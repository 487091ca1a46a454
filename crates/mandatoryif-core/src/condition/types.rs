//! Condition types for mandatoryIf directives

use super::operator::Operator;
use serde::{Deserialize, Serialize};
use std::fmt;

/// A parsed `$mandatoryIf` condition
///
/// A condition without a target or without an operator is unconditional:
/// the field carrying it is always mandatory.
#[derive(Debug, Clone, Default, PartialEq, Eq, Serialize, Deserialize)]
pub struct Condition {
    /// Name of the field whose value drives the requirement
    pub target: Option<String>,
    /// Comparison operator
    pub operator: Option<Operator>,
    /// Comparison literals, already split and unescaped
    #[serde(default)]
    pub values: Vec<String>,
}

impl Condition {
    /// Create a condition comparing `target` against `values`
    pub fn new(target: impl Into<String>, operator: Operator, values: Vec<String>) -> Self {
        Self {
            target: Some(target.into()),
            operator: Some(operator),
            values,
        }
    }

    /// Create a condition that always holds (plain `$mandatoryIf`)
    pub fn unconditional() -> Self {
        Self::default()
    }

    pub fn is_unconditional(&self) -> bool {
        self.target.is_none() || self.operator.is_none()
    }

    /// First comparison literal, the only one range operators look at
    pub fn first_value(&self) -> Option<&str> {
        self.values.first().map(String::as_str)
    }
}

impl fmt::Display for Condition {
    fn fmt(&self, f: &mut fmt::Formatter<'_>) -> fmt::Result {
        match (&self.target, &self.operator) {
            (Some(target), Some(operator)) => {
                write!(f, "{} {} {}", target, operator, self.values.join(", "))
            }
            _ => f.write_str("always"),
        }
    }
}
--------------------------------
> [PROBLEM REQUIREMENTS]: Set down the full listing a second time, exactly as given.

> [PROBLEM SOLUTION]:
repository 487091ca1a46a454
filename crates/mandatoryif-core/src/condition/types.rs
//! Condition types for mandatoryIf directives

use super::operator::Operator;
use serde::{Deserialize, Serialize};
use std::fmt;

/// A parsed `$mandatoryIf` condition
///
/// A condition without a target or without an operator is unconditional:
/// the field carrying it is always mandatory.
#[derive(Debug, Clone, Default, PartialEq, Eq, Serialize, Deserialize)]
pub struct Condition {
    /// Name of the field whose value drives the requirement
    pub target: Option<String>,
    /// Comparison operator
    pub operator: Option<Operator>,
    /// Comparison literals, already split and unescaped
    #[serde(default)]
    pub values: Vec<String>,
}

impl Condition {
    /// Create a condition comparing `target` against `values`
    pub fn new(target: impl Into<String>, operator: Operator, values: Vec<String>) -> Self {
        Self {
            target: Some(target.into()),
            operator: Some(operator),
            values,
        }
    }

    /// Create a condition that always holds (plain `$mandatoryIf`)
    pub fn unconditional() -> Self {
        Self::default()
    }

    pub fn is_unconditional(&self) -> bool {
        self.target.is_none() || self.operator.is_none()
    }

    /// First comparison literal, the only one range operators look at
    pub fn first_value(&self) -> Option<&str> {
        self.values.first().map(String::as_str)
    }
}

impl fmt::Display for Condition {
    fn fmt(&self, f: &mut fmt::Formatter<'_>) -> fmt::Result {
        match (&self.target, &self.operator) {
            (Some(target), Some(operator)) => {
                write!(f, "{} {} {}", target, operator, self.values.join(", "))
            }
            _ => f.write_str("always"),
        }
    }
}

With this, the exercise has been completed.